Pe. Gonçalo Portocarrero de Almada
ionline 2013-12-07




Não obstante a antidemocrática cláusula constitucional que não permite outro regime que não seja o republicano, Portugal tem uma Rainha: Nossa Senhora, de quem amanhã se festeja a Imaculada Conceição.
Em poucos países está, como nesta abençoada terra de Santa Maria, tão arraigada esta devoção. Com efeito, embora a correspondente definição dogmática seja relativamente tardia, uma vez que só ocorreu em 1854, em Portugal sempre se acreditou que Maria foi concebida sem pecado original, por um especial privilégio devido à sua futura maternidade divina e por antecipada aplicação dos méritos de Cristo. Na Universidade de Coimbra, em tempos idos, ninguém podia obter um grau académico sem se comprometer a defender a Imaculada Conceição de Nossa Senhora.

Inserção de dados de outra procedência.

//! Project file persistence.
//!
//! A project is a plain text file of `[Type:Name]` sections followed by
//! pipe-delimited link records:
//!
//! ```text
//! [Project:/home/me/lab.vbl]
//! id=3
//! name=lab
//!
//! [RemoteHost:10.0.0.2]      (port, password, basepath, autoconnect)
//! [DiskImage:debian]         (path, host, readonly)
//! [Event:ev1]                (delay, actions=['add sw1 on'])
//! [Switch:sw1]               (non-default config values, homehost)
//!
//! sock|vm1|vm1_sock_eth0|e1000|00:aa:12:34:56:78|0
//! link|w1|sw1_port
//! link|vm1|sw1_port|rtl8139|00:aa:9a:bc:de:f0|0
//! userlink|vm1||rtl8139|00:aa:01:02:03:04|0
//! hostonly|vm1||rtl8139|00:aa:05:06:07:08|0
//! ```
//!
//! Restore is a single forward pass: link records are resolved against the
//! bricks created so far, so they are always written last.
//!
//! Before a save overwrites the project file, the previous file is copied to
//! a backup path and the backup is removed once the new file is complete. A
//! backup found at restore time means a save crashed: it is promoted back
//! and the partial file is kept as `<file>.back`.

use crate::config::{split_assignment, LineCursor};
use crate::error::{CoreError, Result};
use crate::event::Event;
use crate::factory::Factory;
use crate::image::DiskImage;
use crate::link::{Nic, PlugMode};
use crate::remote::RemoteHost;
use std::fmt::Write as _;
use std::path::{Path, PathBuf};

const PROJECT_SECTION: &str = "Project";
const REMOTE_SECTION: &str = "RemoteHost";
const IMAGE_SECTION: &str = "DiskImage";

// ============================================================================
// Save
// ============================================================================

/// Save the whole topology to `path`.
///
/// A project id is allocated on first save and the settings are persisted
/// to record it.
pub fn save(factory: &mut Factory, path: &Path) -> Result<()> {
    if factory.project.id == 0 {
        factory.project.id = factory.settings.next_project_id();
        if let Some(settings_path) = factory.settings_path.clone() {
            factory.settings.save(&settings_path)?;
        }
    }
    factory.project.filename = path.to_path_buf();
    if factory.project.name.is_empty() {
        factory.project.name = path
            .file_stem()
            .map(|s| s.to_string_lossy().into_owned())
            .unwrap_or_default();
    }

    let text = to_text(factory);
    let backup = factory.settings.backup_path();
    if let Some(parent) = path.parent() {
        std::fs::create_dir_all(parent)?;
    }
    if path.exists() {
        if let Some(parent) = backup.parent() {
            std::fs::create_dir_all(parent)?;
        }
        std::fs::copy(path, &backup)?;
    }
    std::fs::write(path, text)?;
    if backup.exists() {
        std::fs::remove_file(&backup)?;
    }
    tracing::info!(
        path = %path.display(),
        bricks = factory.bricks().count(),
        events = factory.events().count(),
        "Project saved"
    );
    Ok(())
}

/// Serialize the topology.
pub fn to_text(factory: &Factory) -> String {
    let mut out = String::new();
    let project = &factory.project;
    let _ = writeln!(out, "[{PROJECT_SECTION}:{}]", project.filename.display());
    let _ = writeln!(out, "id={}", project.id);
    let _ = writeln!(out, "name={}", project.name);
    let _ = writeln!(out, "filename={}", project.filename.display());
    out.push('\n');

    for host in factory.remote_hosts.values() {
        host.save_to(&mut out);
    }
    for image in factory.images.values() {
        image.save_to(&mut out);
    }
    for event in factory.events() {
        event.save_to(&mut out);
    }
    for brick in factory.bricks() {
        brick.config.save_to(&mut out, brick.type_name(), &brick.name);
        if let Some(host) = &brick.homehost {
            let _ = writeln!(out, "homehost={host}");
        }
        out.push('\n');
    }

    for brick in factory.bricks() {
        for sock in brick.socks.iter().filter_map(|s| factory.links.sock(*s)) {
            if let Some(nic) = &sock.nic {
                let _ = writeln!(
                    out,
                    "sock|{}|{}|{}|{}|{}",
                    brick.name, sock.nickname, nic.model, nic.mac, nic.vlan
                );
            }
        }
    }
    for brick in factory.bricks() {
        for plug in brick.plugs.iter().filter_map(|p| factory.links.plug(*p)) {
            let (record, sock) = match plug.mode {
                PlugMode::Vde => match plug.sock.and_then(|s| factory.links.sock(s)) {
                    Some(sock) => ("link", sock.nickname.as_str()),
                    None => continue,
                },
                PlugMode::User => ("userlink", ""),
                PlugMode::HostOnly => ("hostonly", ""),
            };
            let _ = write!(out, "{record}|{}|{sock}", brick.name);
            if let Some(nic) = &plug.nic {
                let _ = write!(out, "|{}|{}|{}", nic.model, nic.mac, nic.vlan);
            }
            out.push('\n');
        }
    }
    out
}

// ============================================================================
// Restore
// ============================================================================

/// Replace the topology with the project stored at `path`.
pub fn restore(factory: &mut Factory, path: &Path) -> Result<()> {
    recover_crashed_save(&factory.settings.backup_path(), path)?;
    let text = std::fs::read_to_string(path)?;
    factory.reset_all();
    restore_text(factory, &text)?;
    factory.project.filename = path.to_path_buf();
    tracing::info!(
        path = %path.display(),
        bricks = factory.bricks().count(),
        events = factory.events().count(),
        "Project restored"
    );
    Ok(())
}

/// Path keeping a project file that a crashed save left behind.
pub fn partial_path(path: &Path) -> PathBuf {
    let mut name = path.as_os_str().to_os_string();
    name.push(".back");
    PathBuf::from(name)
}

fn recover_crashed_save(backup: &Path, path: &Path) -> Result<()> {
    if !backup.exists() {
        return Ok(());
    }
    tracing::warn!(
        backup = %backup.display(),
        path = %path.display(),
        "Previous save did not complete, restoring backup"
    );
    if path.exists() {
        std::fs::rename(path, partial_path(path))?;
    }
    std::fs::copy(backup, path)?;
    std::fs::remove_file(backup)?;
    Ok(())
}

/// Apply a serialized project to the factory.
///
/// Unknown sections, incomplete images, bad values and dangling link
/// records are logged and skipped.
pub fn restore_text(factory: &mut Factory, text: &str) -> Result<()> {
    let mut cursor = LineCursor::new(text);
    while let Some(line) = cursor.next_line() {
        let line = line.trim();
        if line.is_empty() || line.starts_with('#') || line.starts_with(';') {
            continue;
        }
        if let Some((kind, name)) = section_header(line) {
            restore_section(factory, kind, name, &mut cursor)?;
        } else if line.contains('|') {
            restore_record(factory, line, cursor.line_no());
        } else {
            tracing::warn!(line = cursor.line_no(), text = line, "Ignoring stray project line");
        }
    }
    Ok(())
}

fn section_header(line: &str) -> Option<(&str, &str)> {
    let inner = line.strip_prefix('[')?.strip_suffix(']')?;
    let (kind, name) = inner.split_once(':')?;
    Some((kind.trim(), name.trim()))
}

/// Consume the assignment lines of a section body.
fn section_body(cursor: &mut LineCursor) -> Vec<(String, String)> {
    let mut pairs = Vec::new();
    while let Some(line) = cursor.peek() {
        if line.trim().is_empty() {
            cursor.next_line();
            break;
        }
        let Some((key, value)) = split_assignment(line) else {
            break;
        };
        pairs.push((key.to_string(), value.to_string()));
        cursor.next_line();
    }
    pairs
}

fn restore_section(
    factory: &mut Factory,
    kind: &str,
    name: &str,
    cursor: &mut LineCursor,
) -> Result<()> {
    match kind {
        PROJECT_SECTION => {
            for (key, value) in section_body(cursor) {
                match key.as_str() {
                    "id" => factory.project.id = value.trim().parse().unwrap_or(0),
                    "name" => factory.project.name = value,
                    "filename" => factory.project.filename = PathBuf::from(value.trim()),
                    other => tracing::warn!(key = other, "Ignoring unknown project key"),
                }
            }
        }
        REMOTE_SECTION => match RemoteHost::load_from(name, cursor) {
            Ok(host) => {
                factory.remote_hosts.insert(host.addr.clone(), host);
            }
            Err(e) => tracing::warn!(host = %name, error = %e, "Skipping remote host section"),
        },
        IMAGE_SECTION => match DiskImage::load_from(name, cursor) {
            Ok(image) => {
                factory.images.insert(image.name.clone(), image);
            }
            Err(e) => tracing::warn!(image = %name, error = %e, "Skipping disk image section"),
        },
        Event::TYPE_NAME => {
            let body = section_body(cursor);
            if let Err(e) = factory.newevent(name) {
                tracing::warn!(event = %name, error = %e, "Skipping event section");
                return Ok(());
            }
            for (key, value) in body {
                let word = format!("{key}={value}");
                if let Err(e) = factory.configure(name, &[word]) {
                    tracing::warn!(event = %name, key = %key, error = %e, "Skipping event value");
                }
            }
        }
        brick_type => {
            let body = section_body(cursor);
            if let Err(e) = factory.newbrick(brick_type, name, None) {
                tracing::warn!(brick = %name, kind = brick_type, error = %e, "Skipping brick section");
                return Ok(());
            }
            let (homehost, values): (Vec<_>, Vec<_>) =
                body.into_iter().partition(|(key, _)| key == "homehost");
            for (key, value) in values.into_iter().chain(homehost) {
                let word = format!("{key}={value}");
                if let Err(e) = factory.configure(name, &[word]) {
                    tracing::warn!(brick = %name, key = %key, error = %e, "Skipping brick value");
                }
            }
        }
    }
    Ok(())
}

/// A `sock|`, `link|`, `userlink|` or `hostonly|` record.
#[derive(Debug, PartialEq, Eq)]
struct Record<'a> {
    kind: &'a str,
    owner: &'a str,
    sock: &'a str,
    nic: Option<Nic>,
}

fn parse_record(line: &str) -> Option<Record<'_>> {
    let fields: Vec<&str> = line.split('|').collect();
    let (kind, owner, sock) = match fields.as_slice() {
        [kind, owner, sock, ..] => (*kind, *owner, *sock),
        _ => return None,
    };
    let nic = match fields.get(3..6) {
        Some([model, mac, vlan]) => Some(Nic::new(*model, *mac, vlan.trim().parse().unwrap_or(0))),
        _ => None,
    };
    Some(Record {
        kind,
        owner,
        sock,
        nic,
    })
}

fn restore_record(factory: &mut Factory, line: &str, line_no: usize) {
    let Some(record) = parse_record(line) else {
        tracing::warn!(line = line_no, text = line, "Malformed link record");
        return;
    };
    if let Err(e) = apply_record(factory, &record) {
        tracing::warn!(line = line_no, owner = record.owner, error = %e, "Link record not restored");
    }
}

fn apply_record(factory: &mut Factory, record: &Record<'_>) -> Result<()> {
    if factory.find_brick(record.owner).is_none() {
        return Err(CoreError::NotFound(format!("brick {}", record.owner)));
    }
    let mode = match record.kind {
        "sock" => {
            let nic = record
                .nic
                .as_ref()
                .ok_or_else(|| CoreError::invalid_value("sock", "missing NIC fields"))?;
            let sock = factory.add_vm_sock(record.owner, &nic.model, &nic.mac)?;
            if let Some(s) = factory.links.sock_mut(sock) {
                if !record.sock.is_empty() {
                    s.nickname = record.sock.to_string();
                }
                if let Some(n) = s.nic.as_mut() {
                    n.vlan = nic.vlan;
                }
            }
            return Ok(());
        }
        "link" => PlugMode::Vde,
        "userlink" => PlugMode::User,
        "hostonly" => PlugMode::HostOnly,
        other => return Err(CoreError::invalid_value(other, "unknown record kind")),
    };

    let Some(nic) = &record.nic else {
        factory.connect_to(record.owner, record.sock)?;
        return Ok(());
    };
    let sock = (mode == PlugMode::Vde).then_some(record.sock);
    let plug = factory.add_vm_plug(record.owner, sock, mode, &nic.model, &nic.mac)?;
    if let Some(n) = factory.links.plug_mut(plug).and_then(|p| p.nic.as_mut()) {
        n.vlan = nic.vlan;
    }
    Ok(())
}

Foi em circunstâncias particularmente difíceis da história nacional que, à Mãe de Deus, foi dado o título de Rainha de Portugal: precisamente quando, recuperada a independência a 1 de Dezembro de 1640, o país teve que defender-se, com armas na mão, das pretensões castelhanas à nossa terra, finalmente liberta da dominação filipina.
Em tempos igualmente conturbados, como foram a primeira República e, mais recentemente, o PREC, muitos portugueses recorreram, com êxito, a esta nossa Rainha. Nesta prolongada crise nacional – moral, demográfica, política e económica – importa não esquecer esta celestial protectora. Se mais se rezasse a Nossa Senhora, decerto que mais depressa e melhor Portugal ultrapassaria a actual situação. Como quando, em 1385, 1640 e 1975, sob o pendão da nossa Rainha, se garantiu a nossa soberania e liberdade.
Para quem duvida da eficácia destes meios espirituais, vale a pena recordar que, há escassos meses, uma aparentemente inevitável ocupação militar da Síria foi talvez impedida, graças à oração e ao jejum que, para este efeito, o Papa Francisco convocou os cristãos e os homens de boa vontade de todo o mundo.